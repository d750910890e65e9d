//! Local dashboard generator: one analysis, three files, a browser tab.
//!
//! Writes `service_report.csv`, `layers.json` and `dashboard.html` into an
//! output directory. Actual map rendering stays external; the HTML shell
//! shows the summary and the ranked table and links to the data files.

use std::path::{Path, PathBuf};

use clap::Parser;
use wn_app::{analyze, render, AnalysisRequest, AppResult};
use wn_epanet::EpanetSolver;
use wn_impact::{ImpactSummary, ScalarField, Thresholds};
use wn_model::NetworkModel;

#[derive(Parser)]
#[command(name = "wn-dashboard")]
#[command(about = "Waternet dashboard - write an impact report to disk", long_about = None)]
struct Cli {
    /// Path to the EPANET INP model file
    model_path: PathBuf,
    /// Link id of the pipe to close
    pipe_id: String,
    /// Evaluation instant in simulation seconds
    #[arg(long, default_value_t = wn_app::DEFAULT_EVAL_TIME_S)]
    time: u32,
    /// Rows in the ranked summary table
    #[arg(long, default_value_t = wn_app::DEFAULT_TOP_N)]
    top_n: usize,
    /// Full-service threshold in bar
    #[arg(long, default_value_t = 3.0)]
    ok_min: f64,
    /// Upper bound of the very-low band in bar
    #[arg(long, default_value_t = 1.0)]
    very_low_max: f64,
    /// Output directory for the report files
    #[arg(long, default_value = "outputs")]
    outdir: PathBuf,
    /// Open the generated dashboard in the default browser
    #[arg(long)]
    open: bool,
    /// EPANET command-line binary to invoke
    #[arg(long, default_value = wn_epanet::DEFAULT_BINARY)]
    epanet: PathBuf,
}

fn main() -> AppResult<()> {
    tracing_subscriber::fmt::init();

    let cli = Cli::parse();
    let model = NetworkModel::from_file(&cli.model_path)?;
    let solver = EpanetSolver::with_binary(&cli.epanet);
    let request = AnalysisRequest {
        pipe_id: cli.pipe_id,
        eval_time_s: cli.time,
        top_n: cli.top_n,
        thresholds: Thresholds {
            ok_min_bar: cli.ok_min,
            very_low_max_bar: cli.very_low_max,
        },
        field: ScalarField::DropM,
    };

    let outcome = analyze(&solver, &model, &request)?;

    std::fs::create_dir_all(&cli.outdir)?;
    let csv_path = cli.outdir.join("service_report.csv");
    std::fs::write(&csv_path, render::to_csv(&outcome.summary))?;
    let layers_path = cli.outdir.join("layers.json");
    std::fs::write(&layers_path, serde_json::to_string_pretty(&outcome.layers)?)?;
    let html_path = cli.outdir.join("dashboard.html");
    std::fs::write(&html_path, dashboard_html(&outcome.summary))?;

    println!("✓ Dashboard written to {}", html_path.display());

    if cli.open {
        open_in_browser(&html_path)?;
    }
    Ok(())
}

fn dashboard_html(summary: &ImpactSummary) -> String {
    let pipe = summary.pipe_closed.as_deref().unwrap_or("-");
    let hours = summary.used_time_s as f64 / 3600.0;
    let time_note = if summary.time_fallback {
        format!(
            " (requested {} s was not sampled)",
            summary.requested_time_s
        )
    } else {
        String::new()
    };

    let mut rows = String::new();
    for r in &summary.top {
        let closed = r
            .pressure_closed_m
            .map(|v| format!("{v:.1}"))
            .unwrap_or_else(|| "n/a".to_string());
        let drop = r
            .drop_m
            .map(|v| format!("{v:.1}"))
            .unwrap_or_else(|| "n/a".to_string());
        rows.push_str(&format!(
            "<tr><td>{}</td><td>{}</td><td>{}</td>\
             <td style=\"color:{}\">{}</td></tr>\n",
            html_escape(&r.node_id),
            closed,
            drop,
            r.status.legend_color(),
            r.status
        ));
    }

    format!(
        r#"<!DOCTYPE html>
<html>
<head>
<meta charset="UTF-8">
<title>Water Network Impact Dashboard</title>
<style>
body {{ font-family: Arial, sans-serif; background: #f4f6f8; margin: 20px; }}
.card {{ background: white; padding: 20px; border-radius: 8px; }}
table {{ border-collapse: collapse; margin-top: 12px; }}
td, th {{ border: 1px solid #ccc; padding: 4px 10px; text-align: right; }}
th:first-child, td:first-child {{ text-align: left; }}
</style>
</head>
<body>
<div class="card">
<h2>Service Impact Dashboard</h2>
<p><b>Pipe closed:</b> {pipe}<br>
<b>Time:</b> {used} s ({hours:.2} h){time_note}<br>
<b>Generated:</b> {generated}</p>
<p><a href="service_report.csv">Download report (CSV)</a> &middot;
<a href="layers.json">Spatial layers (JSON)</a></p>
<table>
<tr><th>node</th><th>P_closed (m)</th><th>drop (m)</th><th>status</th></tr>
{rows}</table>
</div>
</body>
</html>
"#,
        pipe = html_escape(pipe),
        used = summary.used_time_s,
        hours = hours,
        time_note = time_note,
        generated = chrono::Utc::now().to_rfc3339(),
        rows = rows,
    )
}

fn html_escape(s: &str) -> String {
    s.replace('&', "&amp;").replace('<', "&lt;").replace('>', "&gt;")
}

#[cfg(target_os = "macos")]
const OPEN_CMD: &[&str] = &["open"];
#[cfg(target_os = "windows")]
const OPEN_CMD: &[&str] = &["cmd", "/C", "start", ""];
#[cfg(not(any(target_os = "macos", target_os = "windows")))]
const OPEN_CMD: &[&str] = &["xdg-open"];

fn open_in_browser(path: &Path) -> std::io::Result<()> {
    std::process::Command::new(OPEN_CMD[0])
        .args(&OPEN_CMD[1..])
        .arg(path)
        .spawn()?;
    Ok(())
}
//! wn-epanet: adapter for an external EPANET-compatible solver binary.
//!
//! The solver itself is an external collaborator. This crate writes the
//! model to a scratch INP file, runs the binary, and reads the generated
//! report back into a [`wn_impact::PressureSeries`]. Every failure here is
//! a solve failure from the pipeline's point of view, so the adapter
//! reuses [`wn_impact::SolveError`] rather than inventing its own type.

pub mod rpt;
pub mod solver;

pub use solver::{EpanetSolver, DEFAULT_BINARY};
//! Cross-scenario pressure differencing.

use std::collections::BTreeMap;

use crate::scenario::Scenario;
use crate::snapshot::ScenarioSnapshot;

/// Per-node clean pressures and drop, in meters. `None` marks a node that
/// one of the runs did not report; it is propagated, never defaulted to
/// zero.
#[derive(Debug, Clone, Copy, PartialEq, Default)]
pub struct NodeDelta {
    pub base_m: Option<f64>,
    pub closed_m: Option<f64>,
    /// `base_m - closed_m`. May be negative: pressure can rise downstream
    /// of a closed loop, and that is a valid result.
    pub drop_m: Option<f64>,
}

/// Result of differencing the two scenario snapshots.
#[derive(Debug, Clone, PartialEq)]
pub struct ScenarioDiff {
    pub requested_time_s: u32,
    pub used_time_s: u32,
    pub time_fallback: bool,
    /// Link closed in the intervention run, when it was a closure scenario.
    pub pipe_closed: Option<String>,
    pub nodes: BTreeMap<String, NodeDelta>,
}

/// Difference clean pressures over the union of both node sets.
///
/// Both snapshots are expected at the same resolved instant; the
/// orchestrator enforces that before calling.
pub fn diff_snapshots(base: &ScenarioSnapshot, closed: &ScenarioSnapshot) -> ScenarioDiff {
    let mut nodes: BTreeMap<String, NodeDelta> = BTreeMap::new();

    for (id, &p) in &base.clean_m {
        nodes.entry(id.clone()).or_default().base_m = Some(p);
    }
    for (id, &p) in &closed.clean_m {
        nodes.entry(id.clone()).or_default().closed_m = Some(p);
    }
    for delta in nodes.values_mut() {
        if let (Some(b), Some(c)) = (delta.base_m, delta.closed_m) {
            delta.drop_m = Some(b - c);
        }
    }

    let pipe_closed = match &closed.scenario {
        Scenario::LinkClosed { link_id } => Some(link_id.clone()),
        Scenario::Baseline => None,
    };

    ScenarioDiff {
        requested_time_s: base.requested_time_s,
        used_time_s: base.used_time_s,
        time_fallback: base.time_fallback(),
        pipe_closed,
        nodes,
    }
}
- - -
- Task prompt -
Using the listing, say how many lines include the word "instant", and add nothing else.

- Result for this exercise -
2